Copy out all the lines of the data that hold the word "session".

[Stored data]
---
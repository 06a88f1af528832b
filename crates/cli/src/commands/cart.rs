use rust_decimal::Decimal;
use serde::Serialize;

use cartstore_core::config::LoadOptions;
use cartstore_core::{Cart, CartItem, CartStore, Notice, ProductId, UpdateProductAmount};

use crate::bootstrap::{bootstrap, CommandNotifications};
use crate::commands::{current_thread_runtime, CommandResult};

#[derive(Clone, Copy, Debug, PartialEq, Eq)]
pub enum CartAction {
    Show,
    Add(ProductId),
    Remove(ProductId),
    Update(UpdateProductAmount),
    Clear,
}

impl CartAction {
    pub fn command(self) -> &'static str {
        match self {
            Self::Show => "show",
            Self::Add(_) => "add",
            Self::Remove(_) => "remove",
            Self::Update(_) => "update",
            Self::Clear => "clear",
        }
    }
}

#[derive(Debug, Serialize)]
pub struct CartView {
    pub items: Vec<CartItem>,
    pub distinct_products: usize,
    pub total_units: u64,
    pub total: Decimal,
}

impl From<&Cart> for CartView {
    fn from(cart: &Cart) -> Self {
        Self {
            items: cart.items().to_vec(),
            distinct_products: cart.len(),
            total_units: cart.total_units(),
            total: cart.total(),
        }
    }
}

/// Payload printed by the cart commands. `status` is `notice` when the
/// operation reported anything to the shopper.
#[derive(Debug, Serialize)]
pub struct CartReport {
    pub command: &'static str,
    pub status: &'static str,
    pub message: String,
    pub notices: Vec<Notice>,
    pub cart: CartView,
}

pub fn run(action: CartAction) -> CommandResult {
    let command = action.command();
    let runtime = match current_thread_runtime(command) {
        Ok(runtime) => runtime,
        Err(failure) => return failure,
    };

    runtime.block_on(async {
        let session = match bootstrap(LoadOptions::default()).await {
            Ok(session) => session,
            Err(error) => return CommandResult::bootstrap_failure(command, &error),
        };

        let report = execute(&session.store, &session.notifications, action).await;
        session.db_pool.close().await;
        CommandResult::report(&report)
    })
}

pub async fn execute(
    store: &CartStore,
    notifications: &CommandNotifications,
    action: CartAction,
) -> CartReport {
    let before = store.cart().await;

    match action {
        CartAction::Show => {}
        CartAction::Add(product_id) => store.add_product(product_id).await,
        CartAction::Remove(product_id) => store.remove_product(product_id).await,
        CartAction::Update(request) => store.update_product_amount(request).await,
        CartAction::Clear => store.clear().await,
    }

    let after = store.cart().await;
    let notices = notifications.drain();
    let (status, message) = if !notices.is_empty() {
        let messages: Vec<&str> = notices.iter().map(|notice| notice.message()).collect();
        ("notice", messages.join("; "))
    } else if matches!(action, CartAction::Show) {
        ("ok", format!("{} product(s) in cart", after.len()))
    } else if after != before {
        ("ok", "cart updated".to_string())
    } else {
        ("ok", "cart unchanged".to_string())
    };

    CartReport {
        command: action.command(),
        status,
        message,
        notices,
        cart: CartView::from(&after),
    }
}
---
Result of this exercise:
        let session = match bootstrap(LoadOptions::default()).await {
            Ok(session) => session,
        let report = execute(&session.store, &session.notifications, action).await;
        session.db_pool.close().await;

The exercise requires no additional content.